On Tuesday, March 26th, the Supreme Court heard over an hour of oral argument in the case of Hollingsworth v. Perry, better known as the case over Proposition 8, California’s same-sex marriage ban. On the grounds surrounding the Supreme Court building, both supporters and opponents of same-sex marriage crowded in, made their presence known, and were prepared to stand their ground, so to speak. And on grounds far-flung from the D.C., in most every crevice of the country, the political and social implications of this case are already reverberating.
Hollingsworth v. Perry asks the Court to consider whether California’s prohibition of same-sex marriage discriminates, unconstitutionally, against the gay community. However, before the Supreme Court Justices could get to this question (and the myriad of nuance and debate that this seemingly straight-forward question espouses), they took up the issue of standing.

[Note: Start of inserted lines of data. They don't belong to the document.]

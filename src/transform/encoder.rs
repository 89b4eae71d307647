//! Image encoder abstraction
//!
//! One encoder per `OutputFormat`, selected through `EncoderFactory`. All
//! encoders take the pipeline's working buffer (RGBA, 4 bytes per pixel);
//! formats without an alpha channel flatten it first.

use std::io::Cursor;

use image::ImageEncoder as _;

use super::error::ImageError;
use super::format::OutputFormat;

/// Result of encoding an image
#[derive(Debug)]
pub struct EncodedImage {
    /// The encoded image data
    pub data: Vec<u8>,
    /// The output format
    pub format: OutputFormat,
    /// Content-Type header value
    pub content_type: &'static str,
}

impl EncodedImage {
    pub fn new(data: Vec<u8>, format: OutputFormat) -> Self {
        let content_type = format.content_type();
        Self {
            data,
            format,
            content_type,
        }
    }
}

/// Trait for image encoders
///
/// The trait is object-safe so the pipeline can pick an encoder at runtime.
pub trait ImageEncoder: Send + Sync {
    /// The output format this encoder produces
    fn format(&self) -> OutputFormat;

    /// Encode raw RGBA image data to the target format
    ///
    /// `quality` is 1-100 and only meaningful for lossy formats.
    fn encode(
        &self,
        data: &[u8],
        width: u32,
        height: u32,
        quality: u8,
    ) -> Result<EncodedImage, ImageError>;
}

/// JPEG encoder using the image crate
pub struct JpegEncoder;

impl ImageEncoder for JpegEncoder {
    fn format(&self) -> OutputFormat {
        OutputFormat::Jpeg
    }

    fn encode(
        &self,
        data: &[u8],
        width: u32,
        height: u32,
        quality: u8,
    ) -> Result<EncodedImage, ImageError> {
        use image::codecs::jpeg::JpegEncoder as ImageJpegEncoder;

        // JPEG has no alpha channel
        let rgb_data = rgba_to_rgb(data);

        let mut output = Cursor::new(Vec::new());
        let encoder = ImageJpegEncoder::new_with_quality(&mut output, quality.clamp(1, 100));

        encoder
            .write_image(&rgb_data, width, height, image::ColorType::Rgb8)
            .map_err(|e| ImageError::encode_failed("jpeg", e.to_string()))?;

        Ok(EncodedImage::new(output.into_inner(), OutputFormat::Jpeg))
    }
}

/// PNG encoder using the image crate
pub struct PngEncoder;

impl ImageEncoder for PngEncoder {
    fn format(&self) -> OutputFormat {
        OutputFormat::Png
    }

    fn encode(
        &self,
        data: &[u8],
        width: u32,
        height: u32,
        _quality: u8,
    ) -> Result<EncodedImage, ImageError> {
        use image::codecs::png::PngEncoder as ImagePngEncoder;

        let mut output = Cursor::new(Vec::new());
        let encoder = ImagePngEncoder::new(&mut output);

        encoder
            .write_image(data, width, height, image::ColorType::Rgba8)
            .map_err(|e| ImageError::encode_failed("png", e.to_string()))?;

        Ok(EncodedImage::new(output.into_inner(), OutputFormat::Png))
    }
}

/// TIFF encoder using the image crate
pub struct TiffEncoder;

impl ImageEncoder for TiffEncoder {
    fn format(&self) -> OutputFormat {
        OutputFormat::Tiff
    }

    fn encode(
        &self,
        data: &[u8],
        width: u32,
        height: u32,
        _quality: u8,
    ) -> Result<EncodedImage, ImageError> {
        use image::codecs::tiff::TiffEncoder as ImageTiffEncoder;

        // TIFF needs a seekable writer
        let mut output = Cursor::new(Vec::new());
        let encoder = ImageTiffEncoder::new(&mut output);

        encoder
            .write_image(data, width, height, image::ColorType::Rgba8)
            .map_err(|e| ImageError::encode_failed("tiff", e.to_string()))?;

        Ok(EncodedImage::new(output.into_inner(), OutputFormat::Tiff))
    }
}

/// BMP encoder using the image crate
///
/// Writes 24-bit BMP; alpha is dropped.
pub struct BmpEncoder;

impl ImageEncoder for BmpEncoder {
    fn format(&self) -> OutputFormat {
        OutputFormat::Bmp
    }

    fn encode(
        &self,
        data: &[u8],
        width: u32,
        height: u32,
        _quality: u8,
    ) -> Result<EncodedImage, ImageError> {
        use image::codecs::bmp::BmpEncoder as ImageBmpEncoder;

        let rgb_data = rgba_to_rgb(data);

        let mut output = Vec::new();
        let encoder = ImageBmpEncoder::new(&mut output);

        encoder
            .write_image(&rgb_data, width, height, image::ColorType::Rgb8)
            .map_err(|e| ImageError::encode_failed("bmp", e.to_string()))?;

        Ok(EncodedImage::new(output, OutputFormat::Bmp))
    }
}

/// GIF encoder using the image crate
///
/// Produces a single-frame GIF; colors are quantized to a 256-entry palette.
pub struct GifEncoder;

impl ImageEncoder for GifEncoder {
    fn format(&self) -> OutputFormat {
        OutputFormat::Gif
    }

    fn encode(
        &self,
        data: &[u8],
        width: u32,
        height: u32,
        _quality: u8,
    ) -> Result<EncodedImage, ImageError> {
        use image::codecs::gif::GifEncoder as ImageGifEncoder;

        let mut output = Vec::new();
        {
            // The trailer is written when the encoder drops
            let mut encoder = ImageGifEncoder::new(&mut output);
            encoder
                .encode(data, width, height, image::ColorType::Rgba8)
                .map_err(|e| ImageError::encode_failed("gif", e.to_string()))?;
        }

        Ok(EncodedImage::new(output, OutputFormat::Gif))
    }
}

/// Factory for creating encoders
pub struct EncoderFactory;

impl EncoderFactory {
    /// Create the encoder for the given output format
    pub fn create(format: OutputFormat) -> Box<dyn ImageEncoder> {
        match format {
            OutputFormat::Jpeg => Box::new(JpegEncoder),
            OutputFormat::Png => Box::new(PngEncoder),
            OutputFormat::Tiff => Box::new(TiffEncoder),
            OutputFormat::Bmp => Box::new(BmpEncoder),
            OutputFormat::Gif => Box::new(GifEncoder),
        }
    }
}

/// Convert RGBA data to RGB by dropping the alpha channel
fn rgba_to_rgb(rgba: &[u8]) -> Vec<u8> {
    let mut rgb = Vec::with_capacity(rgba.len() / 4 * 3);
    for chunk in rgba.chunks_exact(4) {
        rgb.extend_from_slice(&chunk[..3]);
    }
    rgb
}
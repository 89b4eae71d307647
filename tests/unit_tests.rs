// Unit tests for the public library API
// This file acts as the entry point for all unit tests in tests/unit/

mod unit {
    mod config_tests;
    mod storage_tests;
    mod transform_tests;
}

Standing is defined as: “The status of being qualified to bring a legal matter before a court because one has a sufficient and protectable interest in its outcome.” Case-law has established that a party may bring a claim when she has actually undergone a tangible harm (economic, physical, etc), or the threat of such injury. Generally speaking, a plaintiff will not be granted standing, and will therefore be unable to bring a case, when she cannot demonstrate an actual injury, or sufficient connection, to the case. (Ironically, with respect to this case, two of the examples Webster’s provides for general standing are “a marriage of many years standing” and “a lawyer of high standing.”) Therefore, if a party fails to establish legal standing, her case will not be allowed to proceed to the substantive legal questions at hand.
Attorney Charles Cooper spoke on behalf of the petitioners. He attempted to plunge right into the legal heart of this case, but Chief Justice Roberts had another plan. Charles began with: “New York’s highest court… remarked that until quite recently, it was an accepted truth for almost everyone who ever lived in any society in which marriage existed…”
Interrupting Mr. Cooper, Chief Justice Roberts inserted, “Mr. Cooper, we have jurisdictional and merits issues here. Maybe it’d be best if you could begin with the standing issue.” And so the Court proceeded, for much of the first half hour, examining whether the petitioners defending Proposition 8 had legal standing. The petitioners in this case are the official proponents of the ballot initiative, not the state of California itself. The state of California would clearly have standing in this case, however they declined to defend Proposition 8 and delegated this task to the petitioners as representatives of California.
Justice Ginsberg initiated casting concern on whether the ballot initiative proponents had standing to bring the case, asking the redundant question, “Have we [the Court] ever granted standing to proponents of ballot initiatives?” Cooper, reluctantly answering in the negative, further cited the exceptional nature of this case, which he called “a clear expression from a unanimous state’s high court.” For the next several minutes, the Justices continued to challenge the petitioner’s standing.
Mr. Cooper concluded his remarks on standing by stating that according to the California Supreme Court’s interpretation of the California Constitution, it falls to the official proponents of ballot initiatives to “defend that initiative if the public officials…refuse to do it.”
Most, in the days leading up to these arguments, have skimmed over this question of jurisdictional standing in favor of the more provocative and compelling substantive, constitutional questions. Certainly, these questions are worth considering further, as any browsing of social media, a newspaper, or a television news outlet will reveal. Yet taking a more nuanced look at the standing issue provides both context and measure for the more meaty arguments to follow.
Remember, the court has never granted standing to proponents of initiatives. Chief Justice Roberts, Justice Sotomayor, Justice Kagan, and Justice Kennedy all brought to light different problematic aspects of granting standing to the petitioners. This could open a potential onslaught of cases, as Justice Kagan pointed out with her hypothetical, “Could a state just assign to anybody the ability to do this [defend an initiative in like Prop 8 in court]?” Chief Justice Roberts, at least, was clear in his view of this point. He cited Article III of the Federal Constitution, concluding- “And I don’t think we have ever allowed anything like that.”
It’s possible that the Supreme Court may simply find that the petitioners do not have legal standing to bring this case. For Hollingsworth v. Perry, legal standing could actually mean the life or death of the case. If the court fails to grant standing to the petitioners, finding that the ballot initiative proponents have not established the jurisdictional grounds necessary to bring this case, then the petitioner’s ability to defend Proposition 8 fails right there.
This case is on appeal from the U.S. Court of Appeals for the Ninth Circuit, where an appellate panel found that the Proposition 8 constitutional amendment banning same-sex marriage was unconstitutional. If the petitioner proponents of Prop. 8 are denied standing, the Ninth Circuit Court of Appeal’s decision holding it unconstitutional will be upheld. All of this standing talk may be a little much to stand, but an understanding of legal standing will raise the standard of conversation and debate on this divisive case. I hope it will help you take stand for compassion, civility, and temperance, no matter your stand on this case.
- Chelsea Langston is an attorney who works at a non-profit consumer organization in Washington, DC.